Na lista, o pontífice inclui a "esquizofrenia existencial" de quem esquece que está a serviço das pessoas, de quem apenas se limita a realizar trâmites burocráticos, dos que somente dependem de suas próprias paixões, caprichos e manias e "constroem a seu redor muros e costumes". "Sanar essa enfermidade tão grave é urgente e indispensável", afirmou.
Intrigas e fofocas
O tom foi ainda mais severo quando mencionou a doença das fofocas e das intrigas e pediu que todos se protejam desse tipo de terrorismo pelos danos que provoca. Entre as doenças, incluiu a de divinizar os chefes, o de ser vítima do carreirismo e do oportunismo, de pensar apenas no que pode obter e não no que pode oferecer.

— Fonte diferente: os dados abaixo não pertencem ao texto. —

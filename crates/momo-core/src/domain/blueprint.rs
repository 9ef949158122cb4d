//! File contents momo writes into new projects and components.
//!
//! Pure functions from parameters to JSON values or text. The services decide
//! where each one lands.

use serde_json::{Value, json};

use crate::domain::config::MomoConfig;
use crate::domain::flavor::Flavor;
use crate::domain::package_manager::PackageManager;

/// Directory of the shared TypeScript presets, relative to the project root.
pub const CONFIG_TS_DIR: &str = "packages/config-typescript";

pub const PNPM_WORKSPACE: &str = "packages:\n  - \"apps/*\"\n  - \"packages/*\"\n";

pub const GITIGNORE: &str = "\
# Dependencies
node_modules
.pnpm-store

# Next.js
.next
out

# Production
build
dist

# Misc
.DS_Store
*.pem

# Debug
npm-debug.log*
yarn-debug.log*
yarn-error.log*
.pnpm-debug.log*

# Env settings
.env
.env.local
.env.development.local
.env.test.local
.env.production.local

# Turbo
.turbo
";

/// Top-level `package.json`.
///
/// Non-pnpm managers declare members through `workspaces`; pnpm reads
/// `pnpm-workspace.yaml` instead.
pub fn root_package_json(
    name: &str,
    manager: PackageManager,
    manager_version: &str,
    momo_version: &str,
) -> Value {
    let mut manifest = json!({
        "name": name,
        "private": true,
        "license": "MIT",
        "scripts": {
            "build": "turbo build",
            "dev": "turbo dev",
            "lint": "turbo lint",
            "clean": "turbo clean",
            "format": "biome format . --write",
            "check": "biome check .",
            "type-check": "turbo type-check"
        },
        "dependencies": {},
        "devDependencies": {
            "create-momo": format!("^{momo_version}"),
            "turbo": "latest",
            "typescript": "latest",
            "@biomejs/biome": "latest"
        },
        "engines": {
            "node": ">=18"
        }
    });

    if let Some(object) = manifest.as_object_mut() {
        if manager != PackageManager::Pnpm {
            object.insert("workspaces".into(), json!(["apps/*", "packages/*"]));
        }
        object.insert(
            "packageManager".into(),
            json!(format!("{manager}@{manager_version}")),
        );
    }
    manifest
}

pub fn turbo_json() -> Value {
    json!({
        "$schema": "https://turbo.build/schema.json",
        "tasks": {
            "build": {
                "dependsOn": ["^build"],
                "inputs": ["$TURBO_DEFAULT$", ".env*"],
                "outputs": [".next/**", "!.next/cache/**", "dist/**"]
            },
            "lint": {
                "dependsOn": ["^lint"]
            },
            "dev": {
                "cache": false,
                "persistent": true
            },
            "type-check": {
                "dependsOn": ["^type-check"]
            }
        }
    })
}

pub fn root_tsconfig() -> Value {
    json!({
        "compilerOptions": {
            "target": "ES2022",
            "lib": ["DOM", "DOM.Iterable", "ESNext"],
            "module": "ESNext",
            "skipLibCheck": true,
            "moduleResolution": "bundler",
            "allowImportingTsExtensions": true,
            "resolveJsonModule": true,
            "isolatedModules": true,
            "noEmit": true,
            "jsx": "react-jsx",
            "strict": true,
            "noUnusedLocals": true,
            "noUnusedParameters": true,
            "noFallthroughCasesInSwitch": true,
            "allowSyntheticDefaultImports": true,
            "forceConsistentCasingInFileNames": true
        },
        "exclude": ["node_modules", "dist"]
    })
}

/// `momo.config.json` for a new project.
pub fn project_config(scope: &str, manager: PackageManager) -> Value {
    serde_json::to_value(MomoConfig::for_project(scope, manager))
        .unwrap_or_else(|_| json!({ "scope": scope, "manager": manager.as_str() }))
}

/// Manifest of the shared `config-typescript` package.
pub fn config_ts_package_json(scope: &str) -> Value {
    json!({
        "name": format!("{scope}/config-typescript"),
        "version": "0.0.0",
        "private": true,
        "license": "MIT",
        "files": ["*.json"]
    })
}

/// Preset content for a flavor. `base` is the root every other preset extends.
pub fn flavor_tsconfig(flavor: Flavor) -> Value {
    match flavor {
        Flavor::Base => json!({
            "$schema": "https://json.schemastore.org/tsconfig",
            "display": "Default",
            "compilerOptions": {
                "target": "ES2022",
                "lib": ["ES2022"],
                "module": "ESNext",
                "moduleResolution": "bundler",
                "strict": true,
                "esModuleInterop": true,
                "skipLibCheck": true,
                "forceConsistentCasingInFileNames": true,
                "declaration": true,
                "declarationMap": true,
                "isolatedModules": true,
                "resolveJsonModule": true
            },
            "exclude": ["node_modules"]
        }),
        Flavor::Nextjs => json!({
            "extends": "./base.json",
            "display": "Next.js",
            "compilerOptions": {
                "lib": ["dom", "dom.iterable", "esnext"],
                "module": "esnext",
                "moduleResolution": "bundler",
                "noEmit": true,
                "resolveJsonModule": true,
                "jsx": "preserve",
                "plugins": [{ "name": "next" }]
            }
        }),
        Flavor::React => json!({
            "extends": "./base.json",
            "display": "React",
            "compilerOptions": {
                "lib": ["dom", "dom.iterable", "esnext"],
                "module": "esnext",
                "moduleResolution": "bundler",
                "jsx": "react-jsx"
            }
        }),
        Flavor::Node => json!({
            "extends": "./base.json",
            "display": "Node.js",
            "compilerOptions": {
                "lib": ["esnext"],
                "module": "node16",
                "moduleResolution": "node16"
            }
        }),
    }
}

/// Manifest of a new app or package.
pub fn member_package_json(name: &str) -> Value {
    json!({
        "name": name,
        "version": "0.0.0",
        "private": true,
        "scripts": {
            "build": "echo build",
            "dev": "echo dev"
        }
    })
}

/// `tsconfig.json` of a new app or package, extending the flavor preset.
pub fn member_tsconfig(flavor: Flavor) -> Value {
    json!({
        "extends": format!("../../{CONFIG_TS_DIR}/{}", flavor.preset_file()),
        "compilerOptions": {
            "outDir": "dist",
            "rootDir": "src"
        },
        "include": ["src"],
        "exclude": ["node_modules", "dist"]
    })
}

Outra patologia é a doença da indiferença para com os demais e a da cara fúnebre, já que acha que o religioso deve ser uma pessoa amável, serena e entusiasmada. Deve transmitir alegria, enfatizou. "Como faz bem uma boa dose de humor", acrescentou ainda.
Francisco, que rejeita toda e qualquer ostentação papal, inclui entre os males da Igreja atual os de acumular bens materiais, de pertencer a círculos fechados, assim como ao mundano e o exibicionismo. Respeitando o estilo singular de seu discurso, o Papa recordou que os sacerdotes são como os aviões, são notícia apenas quando caem. E concluiu com uma advertência. "Quanto mal pode causar a todo o corpo da Igreja um único sacerdote que cai", afirmou, aludindo indiretamente aos escândalos sexuais e financeiros, assim como o vazamento de notícias por parte de membros da Cúria, atos que marcaram o pontificado de seu antecessor, Bento XVI.
"A cura é o fruto da tomada de consciência da doença", concluiu o Papa, pedindo que os bispos e cardeais permitam que o Espírito Santo inspire suas ações, invés de confiar apenas em suas capacidades intelectuais.
Depois deste discurso, recebido como uma ducha fria, Francisco saudou um a um todos os cardeais, em um ambiente tenso, apesar das amabilidades de fachada. "Ele não teve piedade ao dar o nome das doenças que percebe nos ambientes próximos a ele", comentou o vaticanista Gianni Valente. "Rompeu com o estereótipo do 'papa latino-americano' que não conhece a complexidade da Cúria e a cultura europeia, críticas que provêm de seus detratores para neutralizá-lo", afirma Valente no Vatican Insider. Francisco conduz desde sua eleição, em março de 2013, uma profunda reforma da Cúria, e encontra inúmeras oposições internas, causando muitas preocupações em certos meios.